Twitter is my favorite social media platform. It’s so powerful, and is a never ending stream of information, knowledge, and memes.
People share everything on Twitter – from their favorite blogs to how they feel about the Packers’ loss (happy, by the way!). And it’s all done in just one sentence. 140 characters or less, to be exact.
Did you know that even one sentence when broadcasted on a place like Twitter can leave you in desperate need of a lawyer?
I have been researching this subject for a while now.
I’m not a lawyer – it just fascinates me. This post should not be considered as legal advice, but I do recommend that you take note of what I call “The 7 most common ‘Twitfalls’”. (That’s Twitter + pitfall, by the way. Cute, right? I know.

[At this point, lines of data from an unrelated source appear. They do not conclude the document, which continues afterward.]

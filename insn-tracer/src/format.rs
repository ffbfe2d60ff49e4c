//! Instruction formatter
//!
//! Turns the text of a memory examine request into a normalized
//! `(address, bytes, label)` triple. The debugger prints examined bytes as
//! one or more lines shaped like
//!
//! ```text
//! 0x401126 <main+4>:	0x48	0x83	0xec	0x10
//! ```
//!
//! where the `<symbol>` part is absent when the address is outside any known
//! routine. Long dumps wrap onto further `<address>:` lines.

use thiserror::Error;

/// Why an examine text could not be parsed
#[derive(Debug, Clone, PartialEq, Eq, Error)]
pub enum FormatWarning {
    #[error("examine output is empty")]
    Empty,
    #[error("no address separator in `{0}`")]
    MissingSeparator(String),
    #[error("unterminated symbol in `{0}`")]
    UnterminatedSymbol(String),
    #[error("malformed address `{0}`")]
    MalformedAddress(String),
    #[error("examine output carries no bytes")]
    NoBytes,
    #[error("invalid byte token `{0}`")]
    InvalidByte(String),
}

/// Formatted examine output
#[derive(Debug, Clone, PartialEq, Eq)]
pub struct Formatted {
    pub address: String,
    pub raw_bytes: String,
    pub label: Option<String>,
    /// Set when the text was malformed and carried through verbatim
    pub warning: Option<FormatWarning>,
}

impl Formatted {
    pub fn is_degraded(&self) -> bool {
        self.warning.is_some()
    }
}

/// Format raw examine text.
///
/// Never fails: malformed text yields a degraded record holding the raw text
/// in both the address and byte fields.
pub fn format_examine(raw: &str) -> Formatted {
    match parse_examine(raw) {
        Ok((address, raw_bytes, label)) => Formatted {
            address,
            raw_bytes,
            label,
            warning: None,
        },
        Err(warning) => Formatted {
            address: raw.to_string(),
            raw_bytes: raw.to_string(),
            label: None,
            warning: Some(warning),
        },
    }
}

fn parse_examine(raw: &str) -> Result<(String, String, Option<String>), FormatWarning> {
    let mut lines = raw.lines().map(str::trim).filter(|line| !line.is_empty());
    let first = lines.next().ok_or(FormatWarning::Empty)?;

    let (head, bytes) = split_line(first)?;
    let (address, label) = match head.find('<') {
        Some(open) => {
            // split_line guarantees the head ends with '>'
            let symbol = head[open + 1..head.len() - 1].trim();
            (head[..open].trim(), Some(symbol.to_string()))
        }
        None => (head.trim(), None),
    };
    if address.is_empty() || address.contains(char::is_whitespace) {
        return Err(FormatWarning::MalformedAddress(address.to_string()));
    }

    let mut tokens: Vec<&str> = bytes.split_whitespace().collect();
    for line in lines {
        let (_, more) = split_line(line)?;
        tokens.extend(more.split_whitespace());
    }

    Ok((address.to_string(), join_bytes(&tokens)?, label))
}

/// Split one examine line into its `<address>[ <symbol>]` head and byte tail
fn split_line(line: &str) -> Result<(&str, &str), FormatWarning> {
    let separator = if line.contains('<') {
        line.rfind(">:")
            .map(|i| i + 1)
            .ok_or_else(|| FormatWarning::UnterminatedSymbol(line.to_string()))?
    } else {
        line.find(':')
            .ok_or_else(|| FormatWarning::MissingSeparator(line.to_string()))?
    };
    Ok((&line[..separator], &line[separator + 1..]))
}

/// Concatenate byte tokens in emitted order: the first keeps its `0x`
/// prefix, the rest contribute their digits.
fn join_bytes(tokens: &[&str]) -> Result<String, FormatWarning> {
    if tokens.is_empty() {
        return Err(FormatWarning::NoBytes);
    }
    let mut joined = String::with_capacity(2 + tokens.len() * 2);
    joined.push_str("0x");
    for token in tokens {
        let digits = token
            .strip_prefix("0x")
            .or_else(|| token.strip_prefix("0X"))
            .ok_or_else(|| FormatWarning::InvalidByte(token.to_string()))?;
        if digits.is_empty() || hex::decode(digits).is_err() {
            return Err(FormatWarning::InvalidByte(token.to_string()));
        }
        joined.push_str(digits);
    }
    Ok(joined)
}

Anyway, let’s get started!)
1. Sharing An Image You Have Not Paid For
I’m sure you’ve heard that using photos on Twitter is the easiest way to drive clicks and engagement up.
But the photos you choose to share on your Twitter account can get you into big, expensive troubles – if you’re not cautious.
Recent statistics show that over 85% of the photos used online are subject to copyright infringement.
If you use someone else’s photos online without permission, the owner can sue you and demand a statutory damages award in a sum of $750-$30,000 – without proving any damages.
So next time you see a pretty photo on Google images, ask yourself: “Is using this for Twitter worth a $30,000 penalty?”
With so many free or cheap resources for licensed photography, you really have no excuses for stealing images.
My personal favorite resources include:
UnSplash – free high-resolution photography for any commercial use
Canva – stock photography starting at $1 per photo.
DepositPhotos – my go-to stock photography website.